How to treat Honey Bee Queens?
A beehive without queen is as useless as a car without its engine. You can derive no benefit from them both. An ideal beehive is having a matured and energetic virgin queen that can lay more eggs to make the hive populous. The honey yield of a hive is often determined by the population of the hive. The more workers the hive has, the more its yield will be. A healthy and young honey bee queen lays more eggs than the old ones, thus giving more privilege to the hive’s population. These social bees, living in colonies play different roles and among them, the most important one is of the queen. She maintains the hive’s population by laying about 1500 eggs a day.
Queen Role
The role of queen bees is often assumed to be the ruler of the bee comb. But the system of a hive is more than a democratic. The major tasks are done through voting as is swarming or other functions. The daily chores are performed and assigned using chemical signals that are instinctively produced in the hive. The honey queen has to do nothing with such tasks or assignments performed in the hive. The worker bees die after two or three weeks and the drones soon after mating. But a queen lives long, she has a life span of average two to three years in which she lays eggs perfectly for the first two years and in the third year her ability to lay eggs gets reducing. And during this span of two to three years, she approximately lays 2000 eggs per day thus multiplying the population of his comb.
Life Circle
The queen lives sometimes up to five years but her productivity gets affected largely. When this happens the worker bees maneuver to get their new queen by feeding royal jelly to the larva. As soon as the new queen is ready to replace the old one, workers kill their queen by stinging her. Though callous, all this is done for the smoothness of the hive. To protect the hive from swarming, you have to keep a close eye on the queen cells forming in the beehive. If the queen’s production is affected, workers themselves work to replace her and make some queen cells out of the hive. If these cells are random, they are preparing to replace the queen that is a good omen. But if these cells are in abundance inside and outside the hive, you have to get alert as it is a clear sign of the swarming of the bees. In such cases, if the bees swarm the population of the hive gets half and you have to wait a whole season to get the hive populous. To avoid such cases, keep a keen look at the beehive and check randomly if the baby cells are filled properly with eggs that will manifest the proper functioning of the mother queen.
Worker Bees
The workers when feeding the cells to e a queen feed more than one cell; this makes them viable to choose the best for their honeycomb. The cells that are fed to be the queen have to fight for their survival. If one queen hatch earlier from others, she is supposed to kill the rest unhatched eggs by stinging them; or if two queens hatch at the same time, they have to fight till death to determine the next queen of the hive.

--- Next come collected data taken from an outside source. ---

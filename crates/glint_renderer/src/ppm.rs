//! Plain-text PPM (P3) image output.

use std::fs::File;
use std::io::{self, BufWriter, Write};
use std::path::Path;

use crate::renderer::ImageBuffer;

/// Write `image` as P3: magic, dimensions, max value, then one
/// `r g b` line per pixel in row-major order.
pub fn write_ppm<W: Write>(writer: &mut W, image: &ImageBuffer) -> io::Result<()> {
    writeln!(writer, "P3")?;
    writeln!(writer, "{} {}", image.width, image.height)?;
    writeln!(writer, "255")?;

    for [r, g, b] in image.to_rgb8() {
        writeln!(writer, "{} {} {}", r, g, b)?;
    }
    Ok(())
}

/// Write `image` to a PPM file, replacing any existing file.
pub fn save_ppm(path: impl AsRef<Path>, image: &ImageBuffer) -> io::Result<()> {
    let path = path.as_ref();
    let mut writer = BufWriter::new(File::create(path)?);
    write_ppm(&mut writer, image)?;
    writer.flush()?;
    log::info!(
        "Wrote {}x{} image to {}",
        image.width,
        image.height,
        path.display()
    );
    Ok(())
}
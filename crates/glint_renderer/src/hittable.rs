//! Hittable trait and HitRecord for ray-object intersection.

use std::sync::Arc;

use crate::material::{Material, ScatterResult};
use glint_math::{Aabb, Interval, Ray, Vec3};
use rand::RngCore;

/// A dummy material used for HitRecord::default().
/// Always absorbs light (returns None from scatter).
struct DummyMaterial;

impl Material for DummyMaterial {
    fn scatter(
        &self,
        _ray_in: &Ray,
        _rec: &HitRecord,
        _rng: &mut dyn RngCore,
    ) -> Option<ScatterResult> {
        None
    }
}

/// Static dummy material instance for Default impl.
static DUMMY_MATERIAL: DummyMaterial = DummyMaterial;

/// Record of a ray-object intersection.
///
/// Reused across candidate tests; only the closest hit inside the active
/// parameter window survives a query.
#[derive(Clone)]
pub struct HitRecord<'a> {
    /// Point of intersection
    pub p: Vec3,
    /// Unit surface normal at intersection (always points against ray)
    pub normal: Vec3,
    /// Material at the intersection point
    pub material: &'a dyn Material,
    /// Surface parameters
    pub u: f32,
    pub v: f32,
    /// Parameter t where the intersection occurs
    pub t: f32,
    /// Whether the ray hit the front face (outside) of the surface
    pub front_face: bool,
}

impl<'a> Default for HitRecord<'a> {
    fn default() -> Self {
        Self {
            p: Vec3::ZERO,
            normal: Vec3::ZERO,
            material: &DUMMY_MATERIAL,
            u: 0.0,
            v: 0.0,
            t: 0.0,
            front_face: false,
        }
    }
}

impl<'a> HitRecord<'a> {
    /// Set the face normal based on ray direction and outward normal.
    ///
    /// `outward_normal` must have unit length.
    pub fn set_face_normal(&mut self, ray: &Ray, outward_normal: Vec3) {
        self.front_face = ray.direction().dot(outward_normal) < 0.0;
        self.normal = if self.front_face {
            outward_normal
        } else {
            -outward_normal
        };
    }
}

/// Trait for objects that can be hit by rays.
///
/// Leaves, lists, BVH nodes, instance wrappers and volumes all answer the same
/// two questions.
pub trait Hittable: Send + Sync {
    /// Test if a ray hits this object with `t` inside `ray_t`.
    ///
    /// Returns true if hit and fills in the hit record; on a miss the record
    /// is left untouched. `rng` is only consumed by stochastic objects such as
    /// participating media.
    fn hit<'a>(
        &'a self,
        ray: &Ray,
        ray_t: Interval,
        rec: &mut HitRecord<'a>,
        rng: &mut dyn RngCore,
    ) -> bool;

    /// Get the axis-aligned bounding box of this object.
    fn bounding_box(&self) -> Aabb;
}

/// A list of hittable objects, tested by linear scan.
#[derive(Clone)]
pub struct HittableList {
    objects: Vec<Arc<dyn Hittable>>,
    bbox: Aabb,
}

impl HittableList {
    /// Create a new empty hittable list.
    pub fn new() -> Self {
        Self {
            objects: Vec::new(),
            bbox: Aabb::EMPTY,
        }
    }

    /// Add a shared object to the list.
    pub fn add(&mut self, object: Arc<dyn Hittable>) {
        self.bbox = Aabb::surrounding(&self.bbox, &object.bounding_box());
        self.objects.push(object);
    }

    /// Add an object the list takes ownership of.
    pub fn push(&mut self, object: impl Hittable + 'static) {
        self.add(Arc::new(object));
    }

    /// Clear all objects from the list.
    pub fn clear(&mut self) {
        self.objects.clear();
        self.bbox = Aabb::EMPTY;
    }

    pub fn objects(&self) -> &[Arc<dyn Hittable>] {
        &self.objects
    }

    /// Get the number of objects.
    pub fn len(&self) -> usize {
        self.objects.len()
    }

    /// Check if the list is empty.
    pub fn is_empty(&self) -> bool {
        self.objects.is_empty()
    }
}

impl Default for HittableList {
    fn default() -> Self {
        Self::new()
    }
}

impl Hittable for HittableList {
    fn hit<'a>(
        &'a self,
        ray: &Ray,
        ray_t: Interval,
        rec: &mut HitRecord<'a>,
        rng: &mut dyn RngCore,
    ) -> bool {
        let mut hit_anything = false;
        let mut closest_so_far = ray_t.max;

        for object in &self.objects {
            let interval = Interval::new(ray_t.min, closest_so_far);
            if object.hit(ray, interval, rec, rng) {
                hit_anything = true;
                closest_so_far = rec.t;
            }
        }

        hit_anything
    }

    fn bounding_box(&self) -> Aabb {
        self.bbox
    }
}

#[cfg(test)]
mod tests {
    use super::*;
    use crate::{Color, Lambertian, Sphere};
    use rand::rngs::StdRng;
    use rand::SeedableRng;

    fn sphere_at(z: f32) -> Sphere {
        Sphere::new(
            Vec3::new(0.0, 0.0, z),
            0.5,
            Arc::new(Lambertian::new(Color::splat(0.5))),
        )
    }

    #[test]
    fn test_set_face_normal() {
        let ray = Ray::new_simple(Vec3::ZERO, Vec3::new(0.0, 0.0, -1.0));
        let mut rec = HitRecord::default();

        rec.set_face_normal(&ray, Vec3::Z);
        assert!(rec.front_face);
        assert_eq!(rec.normal, Vec3::Z);

        rec.set_face_normal(&ray, -Vec3::Z);
        assert!(!rec.front_face);
        assert_eq!(rec.normal, Vec3::Z);
    }

    #[test]
    fn test_list_reports_closest_hit() {
        let mut list = HittableList::new();
        list.push(sphere_at(-5.0));
        list.push(sphere_at(-2.0));
        list.push(sphere_at(-8.0));

        let ray = Ray::new_simple(Vec3::ZERO, Vec3::new(0.0, 0.0, -1.0));
        let mut rec = HitRecord::default();
        let mut rng = StdRng::seed_from_u64(0);

        assert!(list.hit(&ray, Interval::new(0.001, f32::INFINITY), &mut rec, &mut rng));
        assert!((rec.t - 1.5).abs() < 1e-5);
    }

    #[test]
    fn test_list_miss_leaves_record_untouched() {
        let mut list = HittableList::new();
        list.push(sphere_at(-5.0));

        let ray = Ray::new_simple(Vec3::ZERO, Vec3::Y);
        let mut rec = HitRecord::default();
        rec.t = 42.0;
        let mut rng = StdRng::seed_from_u64(0);

        assert!(!list.hit(&ray, Interval::new(0.001, f32::INFINITY), &mut rec, &mut rng));
        assert_eq!(rec.t, 42.0);
    }

    #[test]
    fn test_list_bbox_is_running_union() {
        let mut list = HittableList::new();
        assert!(list.is_empty());

        list.push(sphere_at(-5.0));
        list.push(sphere_at(3.0));

        let bbox = list.bounding_box();
        for object in list.objects() {
            assert!(bbox.encloses(&object.bounding_box()));
        }
        assert_eq!(list.len(), 2);

        list.clear();
        assert_eq!(list.bounding_box(), Aabb::EMPTY);
    }
}
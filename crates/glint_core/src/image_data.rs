//! Byte-addressed RGB images for texture lookup.

use std::path::Path;

use thiserror::Error;

/// Errors that can occur during texture image loading.
#[derive(Error, Debug)]
pub enum TextureError {
    #[error("IO error: {0}")]
    Io(#[from] std::io::Error),

    #[error("Image decoding error: {0}")]
    Image(#[from] image::ImageError),

    #[error("Image has no pixels: {0}")]
    EmptyImage(String),
}

pub type TextureResult<T> = Result<T, TextureError>;

/// Returned for lookups into an image with no data.
const MISSING_PIXEL: [u8; 3] = [255, 0, 255];

/// An 8-bit RGB image.
///
/// An image that failed to load is represented by [`ImageData::empty`], which
/// reports zero dimensions so textures can substitute a debug color.
#[derive(Clone, Debug, Default)]
pub struct ImageData {
    width: u32,
    height: u32,
    /// Row-major, top row first
    pixels: Vec<[u8; 3]>,
}

impl ImageData {
    /// Decode an image file into RGB bytes.
    pub fn load(path: impl AsRef<Path>) -> TextureResult<Self> {
        let path = path.as_ref();
        let bytes = std::fs::read(path)?;
        let rgb = image::load_from_memory(&bytes)?.to_rgb8();
        let (width, height) = rgb.dimensions();

        if width == 0 || height == 0 {
            return Err(TextureError::EmptyImage(path.display().to_string()));
        }

        let pixels = rgb.pixels().map(|p| p.0).collect();

        log::debug!("Loaded image: {} ({}x{})", path.display(), width, height);

        Ok(Self {
            width,
            height,
            pixels,
        })
    }

    /// Build an image from raw row-major pixels.
    ///
    /// Returns `None` if the pixel count does not match the dimensions.
    pub fn from_pixels(width: u32, height: u32, pixels: Vec<[u8; 3]>) -> Option<Self> {
        if pixels.len() != (width as usize) * (height as usize) {
            return None;
        }
        Some(Self {
            width,
            height,
            pixels,
        })
    }

    /// An image with no data.
    pub fn empty() -> Self {
        Self::default()
    }

    pub fn width(&self) -> u32 {
        self.width
    }

    pub fn height(&self) -> u32 {
        self.height
    }

    pub fn is_empty(&self) -> bool {
        self.pixels.is_empty()
    }

    /// RGB bytes of pixel (x, y); coordinates are clamped to the image.
    pub fn pixel_data(&self, x: u32, y: u32) -> [u8; 3] {
        if self.is_empty() {
            return MISSING_PIXEL;
        }
        let x = x.min(self.width - 1) as usize;
        let y = y.min(self.height - 1) as usize;
        self.pixels[y * self.width as usize + x]
    }
}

As revealed from her name, the queen is given a royal attendance. She is looked after by a group of bees who constantly escort her and do multiple duties for her. They even predigest her food as the queens aren’t given the digestive glands. They are fed predigested food, which is prepared by her attendants. A queen would die without her attendants. The queens are fragile creatures. If you find the hive insufficient for queen’s nurture or the queen cells aren’t building in or outside the bee comb after the queen’s productivity is lost, you should separate the queen cells in a separate cage. Look after them well and once they get matured, place them in the beehive. If she is able enough, she will get her crown from the precedent queen and the population or harvest of your beehive will not be affected.
Hive Care
Take much care that your hive should never be queenless. If this happens so, the hive will lose its population and the honey harvest will be affected, as the bees need a complete season to settle down in a hive. You can check the queen’s presence with the egg cells. If the hive is replete with honey but you find no new larva or egg cells it manifests that the hive has lost its queen. It’s the time to thrive for a new queen brooded inside or outside the hedge that will back up the hive’s population making it a perfect honey society.
The last thing you should always keep in mind while dealing with honey hive is taking a close look that your hive has only one queen. In normal cases, the vigorous queen kills the fragile one if they are more than one. But if both are equally strong, another apprehension gets birth and that is of swarming. In case of swarming the hive’s population reduces and the bees have to struggle a whole season to come back to its normal quantity. So, the queens are the vital figure of a beehive who isn’t emperors but they play as the nucleus of the hive. If the queen of your hive is right, your yield of honey will be perfect.